Thursday’s 0-0 draw was arguably the most boring match played by Mexico in the Juan Carlos Osorio era.
Due to Jamaica immediately parking the bus, and a lack of creative ideas from El Tri in the attack, the recent group stage clash proved to be dull and tedious to follow. Other than a couple of dangerous moments from Mexico in the first half, the match was filled with an incessant amount of conservative passes from El Tri and a defensively scrappy approach by Jamaica.
My son watched YouTube videos while I watched this Mexico game and sadly, I’m the one that wasted my time watching bad television.
— Amelia Lopez (@AztecaAmeliaaa) July 14, 2017
With a point in hand, the result will likely feel like a win for the Caribbean side that is now level with Mexico at four points in Group C. As for El Tri, the boos and jeers from the crowd at Denver’s Mile High Stadium were indicative of the frustration toward the Mexican roster.
At the very least, El Tri has been able to remain undefeated after two matches, and is now set to face a much easier Curacao roster this Sunday. That said, Mexico’s upcoming opponents will likely use Thursday’s game as a model that could once again stifle the CONCACAF giants.
Here are three El Tri talking points from the 0-0 draw:
1. Defense vastly improved
Against El Salvador last Sunday, Mexico’s backline was by far the weak link of the starting XI. Were it not for some well-timed saves by goalkeeper Jose de Jesus Corona, El Tri might have allowed more than just one goal in the squad’s tournament opener.
Although Jamaica was clearly sitting far back, Mexico’s defense proved to be much more efficient when the opposition created dangerous counters. Edson Alvarez, who is traditionally more of a central defender, once again excelled as the team’s right back. Hedgardo Marin also had a solid performance and was as a near-perfect distributor going forward.

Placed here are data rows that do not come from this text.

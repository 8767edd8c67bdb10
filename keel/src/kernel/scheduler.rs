//! Thread registry and scheduling entry points.
//!
//! The scheduler tracks which threads exist and resolves which one is
//! running; the actual run-queue and preemption policy live in the porting
//! layer.

use crate::api::Task;
use crate::kernel::runtime::Runtime;
use crate::sync::{InterruptLock, PreemptLock, Toggle};
use crate::thread::{SpawnError, Thread, ThreadInner};
use alloc::boxed::Box;
use alloc::sync::{Arc, Weak};
use alloc::vec::Vec;
use keel_port::{PortLayer, ProcessController};

/// One registry entry. Non-owning: the thread handle and the running task
/// hold the strong references.
pub(crate) struct ThreadRecord<P: PortLayer> {
    pub(crate) thread: Weak<ThreadInner<P>>,
    pub(crate) id: P::ProcId,
}

/// Registry state shared between the scheduler and its threads.
///
/// Insertion order is creation order and carries no priority meaning. The
/// spin lock keeps the vector memory-safe under the host port's real
/// threads; callers additionally wrap every mutation in an interrupt
/// critical section, which is what makes the add/remove + state-transition
/// pairs atomic units.
pub(crate) struct SchedulerShared<P: PortLayer> {
    registry: spin::Mutex<Vec<ThreadRecord<P>>>,
}

impl<P: PortLayer> SchedulerShared<P> {
    fn new() -> SchedulerShared<P> {
        SchedulerShared {
            registry: spin::Mutex::new(Vec::new()),
        }
    }

    pub(crate) fn add(&self, record: ThreadRecord<P>) {
        self.registry.lock().push(record);
    }

    /// Removes the first record for the thread at `target`, by identity.
    /// No-op if absent.
    pub(crate) fn remove(&self, target: *const ThreadInner<P>) {
        let mut registry = self.registry.lock();
        if let Some(index) = registry
            .iter()
            .position(|record| core::ptr::eq(record.thread.as_ptr(), target))
        {
            registry.remove(index);
        }
    }
}

/// Thread factory and registry owner.
pub struct Scheduler<P: PortLayer> {
    port: Arc<P>,
    runtime: Arc<Runtime<P>>,
    intr: InterruptLock<P>,
    preempt: PreemptLock<P>,
    shared: Arc<SchedulerShared<P>>,
}

impl<P: PortLayer> Scheduler<P> {
    pub(crate) fn new(port: Arc<P>, runtime: Arc<Runtime<P>>) -> Scheduler<P> {
        Scheduler {
            intr: InterruptLock::new(Arc::clone(&port)),
            preempt: PreemptLock::new(Arc::clone(&port)),
            shared: Arc::new(SchedulerShared::new()),
            port,
            runtime,
        }
    }

    /// Creates a new thread that will run `task` once started. The thread
    /// comes back in [`crate::ThreadState::New`], parked on its startup
    /// gate.
    pub fn create_thread(&self, task: impl Task + 'static) -> Result<Thread<P>, SpawnError> {
        Thread::spawn(
            Box::new(task),
            Arc::clone(&self.port),
            Arc::clone(&self.shared),
        )
    }

    /// Resolves the calling context to its thread handle.
    ///
    /// Every context that reaches this call must be a started scheduler
    /// thread; a miss (including an empty registry) violates a load-bearing
    /// invariant of the facade and terminates the process.
    pub fn current_thread(&self) -> Thread<P> {
        let current = self.port.proc_current();
        let prior = self.intr.disable();
        let found = {
            let registry = self.shared.registry.lock();
            registry
                .iter()
                .find(|record| record.id == current)
                .and_then(|record| {
                    record
                        .thread
                        .upgrade()
                        .map(|inner| Thread::from_record(inner, record.id))
                })
        };
        self.intr.enable(prior);
        match found {
            Some(thread) => thread,
            None => {
                log::error!("process {:?} is not a registered thread", current);
                self.runtime.terminate(-1)
            }
        }
    }

    /// Yields the processor to the next runnable thread.
    pub fn yield_now(&self) {
        self.port.proc_yield()
    }

    /// The preemption toggle, for callers that need to suspend thread
    /// switching without masking interrupts.
    pub fn preempt(&self) -> &PreemptLock<P> {
        &self.preempt
    }

    /// Number of live registered threads.
    pub fn thread_count(&self) -> usize {
        let prior = self.intr.disable();
        let count = self.shared.registry.lock().len();
        self.intr.enable(prior);
        count
    }
}
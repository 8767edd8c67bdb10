//! The fixed-size interrupt vector table and its dispatch protocol.
//!
//! The table maps a slot index to a registered handler. Each live slot has
//! one dispatch closure bound at the porting layer; the closure captures
//! nothing but the table handle and its own fixed index. On invocation it
//! checks the slot for a handler (an empty slot is a no-op), clears the
//! slot's jumping flag, and calls the handler synchronously on the
//! interrupted context.

use crate::api::InterruptHandler;
use crate::sync::{InterruptLock, Toggle};
use alloc::boxed::Box;
use alloc::sync::Arc;
use core::sync::atomic::{AtomicBool, Ordering};
use keel_port::{InterruptController, PortLayer, VectorFn};
use thiserror::Error;

/// Number of hardware vectors the platform can hand out. Hard ceiling; the
/// table never grows.
pub const VECTOR_COUNT: usize = 12;

/// Failure to claim an interrupt vector.
#[derive(Error, PartialEq, Eq, Clone, Copy, Debug)]
pub enum InterruptError {
    /// All vector slots are occupied by live interrupt objects.
    #[error("no free interrupt vector")]
    NoFreeVector,
    /// The porting layer could not allocate the requested source.
    #[error("interrupt source unavailable")]
    SourceUnavailable,
    /// The freshly allocated source could not be masked.
    #[error("interrupt source mask failed")]
    MaskFailed,
}

/// The process-wide vector table. Owned by the kernel composition root;
/// one per porting-layer instance.
///
/// Handler registration lives under a single table lock so that slot claim
/// is atomic; the jumping flags are per-slot atomics so the dispatch path
/// never takes the table lock for them. Every mutation additionally runs
/// inside the global interrupt critical section.
pub struct VectorTable<P: PortLayer> {
    port: Arc<P>,
    intr: InterruptLock<P>,
    handlers: spin::Mutex<[Option<Arc<dyn InterruptHandler>>; VECTOR_COUNT]>,
    jumping: [AtomicBool; VECTOR_COUNT],
}

impl<P: PortLayer> VectorTable<P> {
    pub(crate) fn new(port: Arc<P>) -> Arc<VectorTable<P>> {
        Arc::new(VectorTable {
            intr: InterruptLock::new(Arc::clone(&port)),
            port,
            handlers: spin::Mutex::new([const { None }; VECTOR_COUNT]),
            jumping: [const { AtomicBool::new(false) }; VECTOR_COUNT],
        })
    }

    /// Claims a free slot for `source` and registers `handler` on it.
    ///
    /// The source comes back masked regardless of how the porting layer
    /// hands it out; nothing fires until the caller enables the returned
    /// vector.
    pub fn attach(
        self: &Arc<Self>,
        handler: Arc<dyn InterruptHandler>,
        source: u32,
    ) -> Result<InterruptVector<P>, InterruptError> {
        let prior = self.intr.disable();
        let result = self.attach_slot(handler, source);
        self.intr.enable(prior);
        result
    }

    fn attach_slot(
        self: &Arc<Self>,
        handler: Arc<dyn InterruptHandler>,
        source: u32,
    ) -> Result<InterruptVector<P>, InterruptError> {
        // Claim a slot first; the claim is rolled back if the porting layer
        // refuses the source. The source cannot fire before it is allocated,
        // so the early registration is never observable.
        let index = {
            let mut handlers = self.handlers.lock();
            let Some(index) = handlers.iter().position(Option::is_none) else {
                return Err(InterruptError::NoFreeVector);
            };
            handlers[index] = Some(handler);
            index
        };
        let table = Arc::clone(self);
        let vector: VectorFn = Box::new(move || table.dispatch(index));
        let Some(handle) = self.port.intr_alloc(source, vector) else {
            self.handlers.lock()[index] = None;
            return Err(InterruptError::SourceUnavailable);
        };
        // The allocation may hand the source back unmasked; mask it here so
        // only an explicit enable() makes it live.
        if self.port.intr_mask(handle).is_err() {
            self.port.intr_free(handle);
            self.handlers.lock()[index] = None;
            return Err(InterruptError::MaskFailed);
        }
        log::debug!("vector {} bound to source {}", index, source);
        Ok(InterruptVector {
            table: Arc::clone(self),
            index,
            handle,
        })
    }

    /// Dispatch entry for one slot, invoked by the porting layer on the
    /// interrupted context.
    fn dispatch(&self, index: usize) {
        let handler = self.handlers.lock()[index].clone();
        let Some(handler) = handler else {
            // Slot retired between raise and service.
            return;
        };
        self.jumping[index].store(false, Ordering::Release);
        handler.handle();
    }
}

/// One claimed hardware vector. Releases its slot and the porting-layer
/// source when dropped.
pub struct InterruptVector<P: PortLayer> {
    table: Arc<VectorTable<P>>,
    index: usize,
    handle: P::IntrHandle,
}

impl<P: PortLayer> InterruptVector<P> {
    /// Raises this vector and waits for the handler dispatch to begin.
    ///
    /// Sets the slot's jumping flag, raises the source, restores the
    /// interrupt state, then spins until the trampoline clears the flag.
    /// Caller obligations: the source must be unmasked and interrupts must
    /// be restorable on entry. Calling with interrupts durably disabled, or
    /// with the source masked, spins forever.
    pub fn jump(&self) {
        let jumping = &self.table.jumping[self.index];
        let prior = self.table.intr.disable();
        jumping.store(true, Ordering::Release);
        self.table.port.intr_set(self.handle);
        self.table.intr.enable(prior);
        while jumping.load(Ordering::Acquire) {
            core::hint::spin_loop();
        }
    }

    /// Raises the source's pending status.
    pub fn set(&self) {
        self.table.port.intr_set(self.handle);
    }

    /// Clears the source's pending status.
    pub fn clear(&self) {
        self.table.port.intr_clear(self.handle);
    }

    /// Masks this source, returning true if the mask took effect. Mirrors
    /// the global toggle contract, scoped to one vector.
    pub fn disable(&self) -> bool {
        self.table.port.intr_mask(self.handle).is_ok()
    }

    /// Unmasks this source if `status` is true; no-op otherwise.
    pub fn enable(&self, status: bool) {
        if status {
            self.table.port.intr_unmask(self.handle);
        }
    }

    /// Disables all maskable interrupts. Convenience access to the global
    /// toggle for handler setup code that already holds a vector.
    pub fn disable_all(&self) -> bool {
        self.table.intr.disable()
    }

    /// Restores all maskable interrupts if `prior` was enabled.
    pub fn enable_all(&self, prior: bool) {
        self.table.intr.enable(prior)
    }

    /// Index of the table slot this vector occupies.
    pub fn slot(&self) -> usize {
        self.index
    }
}

impl<P: PortLayer> Drop for InterruptVector<P> {
    fn drop(&mut self) {
        let prior = self.table.intr.disable();
        self.table.port.intr_free(self.handle);
        self.table.handlers.lock()[self.index] = None;
        self.table.jumping[self.index].store(false, Ordering::Release);
        self.table.intr.enable(prior);
        log::debug!("vector {} released", self.index);
    }
}
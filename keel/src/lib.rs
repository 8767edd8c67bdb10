//! Concurrency core of a small embedded kernel facade.
//!
//! keel layers a thread scheduler, counting-semaphore and mutex primitives,
//! and a fixed-size interrupt vector table on top of a porting layer
//! ([`keel_port::PortLayer`]) that supplies the actual processes, locks,
//! interrupt sources, and clock. The core tracks which threads exist and
//! which one runs; scheduling policy itself belongs to the platform below.
//!
//! Everything is composed by [`Kernel`], the single per-process root:
//!
//! ```ignore
//! let kernel = Kernel::new(Arc::new(port));
//! let thread = kernel.scheduler().create_thread(|| work())?;
//! thread.start();
//! thread.join()?;
//! ```
#![no_std]
extern crate alloc;

pub mod api;
pub mod kernel;
pub mod sync;
pub mod thread;
pub mod time;

pub use api::{InterruptHandler, Resource, Task};
pub use kernel::interrupt::{InterruptError, InterruptVector, VECTOR_COUNT};
pub use kernel::runtime::Runtime;
pub use kernel::scheduler::Scheduler;
pub use kernel::Kernel;
pub use sync::{InterruptLock, Mutex, PreemptLock, Semaphore, SyncError, Toggle};
pub use thread::{SpawnError, Thread, ThreadState};
pub use time::{Clock, Duration, Instant};
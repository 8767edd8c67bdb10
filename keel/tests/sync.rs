//! Semaphore and mutex behavior over the host port.

use keel::{Kernel, Resource, SyncError};
use keel_port_host::HostPort;
use std::sync::Arc;
use std::sync::atomic::{AtomicBool, Ordering};
use std::time::{Duration, Instant};

fn kernel() -> (Arc<HostPort>, Kernel<HostPort>) {
    let port = Arc::new(HostPort::new());
    (Arc::clone(&port), Kernel::new(port))
}

#[test]
fn mutex_reports_blocked_only_while_locked() {
    let (_port, kernel) = kernel();
    let mutex = kernel.create_mutex().unwrap();
    assert!(!mutex.is_blocked());
    mutex.lock().unwrap();
    assert!(mutex.is_blocked());
    mutex.unlock();
    assert!(!mutex.is_blocked());
}

#[test]
fn multi_permit_round_trip_leaves_permits_unchanged() {
    let (port, kernel) = kernel();
    let sem = kernel.create_semaphore(2).unwrap();
    sem.acquire_many(2).unwrap();
    assert!(sem.is_blocked());
    sem.release_many(2);
    assert!(!sem.is_blocked());
    // The permits really came back: the same batch can be taken again.
    sem.acquire_many(2).unwrap();
    sem.release_many(2);
    // And the critical section around the batch was balanced.
    assert!(port.interrupts_enabled());
}

#[test]
fn fairness_flag_is_recorded_not_invented() {
    let (_port, kernel) = kernel();
    assert!(kernel.create_semaphore_fair(1, true).unwrap().is_fair());
    assert!(!kernel.create_semaphore(1).unwrap().is_fair());
}

#[test]
fn acquire_blocks_until_another_thread_releases() {
    let (_port, kernel) = kernel();
    let kernel = Arc::new(kernel);
    let sem = Arc::new(kernel.create_semaphore(0).unwrap());
    let got_permit = Arc::new(AtomicBool::new(false));

    let waiter_sem = Arc::clone(&sem);
    let waiter_flag = Arc::clone(&got_permit);
    let waiter = kernel
        .scheduler()
        .create_thread(move || {
            waiter_sem.acquire().unwrap();
            waiter_flag.store(true, Ordering::SeqCst);
        })
        .unwrap();
    waiter.start();

    std::thread::sleep(Duration::from_millis(30));
    assert!(!got_permit.load(Ordering::SeqCst));

    sem.release();
    waiter.join().unwrap();
    assert!(got_permit.load(Ordering::SeqCst));
}

#[test]
fn lock_resources_run_out_and_come_back() {
    let (_port, kernel) = kernel();
    let mut held = Vec::new();
    let err = loop {
        match kernel.create_semaphore(1) {
            Ok(sem) => {
                held.push(sem);
                assert!(held.len() <= 4096, "porting layer never ran out");
            }
            Err(err) => break err,
        }
    };
    assert_eq!(err, SyncError::OutOfResources);
    // Dropping one frees its lock resource for reuse.
    held.pop();
    let sem = kernel.create_semaphore(1).unwrap();
    drop(sem);
}

#[test]
fn uptime_is_monotonic() {
    let (_port, kernel) = kernel();
    let a = kernel.clock().now();
    let begin = Instant::now();
    while begin.elapsed() < Duration::from_millis(2) {
        std::hint::spin_loop();
    }
    let b = kernel.clock().now();
    assert!(b > a);
    assert!(!kernel.clock().uptime().is_zero());
}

It might not have been the most thrilling game for Mexico, but considering the defensive issues that have emerged for El Tri in recent matches, it was mildly pleasing to see the backline avoid problems.

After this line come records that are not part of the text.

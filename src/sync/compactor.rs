//! History compactor (`spec.md` §4.8): threshold-driven destructive history
//! flatten, invoked by the sync coordinator after every successful pipeline
//! run.

use std::sync::Arc;

use crate::bucket::BucketStore;
use crate::config::StoreConfig;
use crate::git::{GitBackend, GitError};

/// Bounds `.git` history growth by periodically discarding it and
/// recommitting the current working tree as a single commit.
pub struct Compactor {
    buckets: Arc<BucketStore>,
    git: Arc<dyn GitBackend>,
}

impl Compactor {
    #[must_use]
    pub fn new(buckets: Arc<BucketStore>, git: Arc<dyn GitBackend>) -> Self {
        Self { buckets, git }
    }

    /// Check the accumulated write counters against `config.history`'s
    /// thresholds and compact if either is crossed. Skipped when
    /// `history.enabled` is false or no remote is configured (there is
    /// nothing to push, so flattening local history alone buys nothing).
    /// Returns whether compaction ran.
    ///
    /// # Errors
    /// Returns the underlying `GitError` if history re-initialization or
    /// the post-compaction push fails.
    pub fn maybe_compact(&self, config: &StoreConfig) -> Result<bool, GitError> {
        if !config.history.enabled || config.repo_url.is_none() {
            return Ok(false);
        }

        let crossed = self.buckets.write_count() >= config.history.write_count_threshold
            || self.buckets.write_bytes() >= config.history.write_bytes_threshold;
        if !crossed {
            return Ok(false);
        }

        let span = tracing::info_span!(
            "compact",
            write_count = self.buckets.write_count(),
            write_bytes = self.buckets.write_bytes()
        );
        let _enter = span.enter();
        tracing::info!("history thresholds crossed, compacting");

        self.git
            .reinit_history(&config.data_dir, &config.branch, config.repo_url.as_deref())?;
        self.git
            .force_push(&config.data_dir, &config.branch, &config.username, config.token.as_deref())?;
        self.buckets.reset_counters();
        Ok(true)
    }
}
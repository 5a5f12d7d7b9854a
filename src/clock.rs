//! Wall-clock milliseconds. Every `Record` timestamp and sync lifecycle
//! event's `at` field comes from here, so there is exactly one place that
//! touches `SystemTime`.

use std::time::{SystemTime, UNIX_EPOCH};

/// Milliseconds since the Unix epoch. Falls back to `0` on a clock set
/// before 1970 rather than panicking — a record can still be written and
/// merged deterministically even with a nonsensical timestamp.
#[must_use]
pub fn now_ms() -> i64 {
    SystemTime::now()
        .duration_since(UNIX_EPOCH)
        .map(|d| i64::try_from(d.as_millis()).unwrap_or(i64::MAX))
        .unwrap_or(0)
}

— Jason Marquitz (@soccermexicana) July 14, 2017
2. Mexico was in desperate need of more risk-takers
Other than Orbelin Pineda and Elias Hernandez, no other member of the attack took charge with much-needed creativity or gambles.
On Thursday, it was baffling to see El Tri casually make a number of cautious passes. With Jamaica aiming for the 0-0 result through a highly-defensive approach, it’s no surprise that the match ended in a scoreless draw.
Names like Rodolfo Pizarro, Jesus Gallardo, Erick Torres and Martin Barragan were disappointing for Mexico. When the squad was in desperate need of a risky shot or adventurous dribble, the aforementioned names were regularly ineffective.
Whether it be a matter of playing style, formation or just motivation, something must be altered for the national team ahead of the next match against Curacao.
— Tom Marshall (@mexicoworldcup) July 14, 2017
3. Was Juan Carlos Osorio making decisions during his ban?
Way up in a club box at Mile High, Mexico’s suspended manager was left watching the game away from the sideline.
Following an incident during the third place match of the Confederations Cup, FIFA’s disciplinary committee dished out a six-game ban for the national team coach. With four more matches left in the suspension, Osorio will not be able to lead El Tri during any game in the Gold Cup.
However, was Osorio communicating with his team on Thursday?
Late into the first half, television cameras showed a moment in which the Colombian scribbled onto a note which was then handed to one of his assistants. Immediately after receiving the note, that same assistant was then seen leaving the room and heading toward the ground floor.
Despite the fact that nobody actually knows if the note made it to the locker room, or what exactly the note said, it will be interesting to see how or if CONCACAF deals with this situation.
— Michael Lewis (@Soccerwriter) July 14, 2017
Osorio can’t give any type of instructions
— Wiso Vazquez (@WisoVazquez) July 14, 2017
Mexico’s best player against Jamaica — Orbelin Pineda
At times, Pineda was the only player pushing for a win. While others produced safe passes, the 21-year-old midfielder was proactive with his dangerous runs and audacious distribution. If only Mexico had just two or three more players with the same kind of spirit on Thursday, El Tri might have been able to garner a victory.
Looking ahead, the midfielder should be able to hold onto a key role for Mexico after the recent match.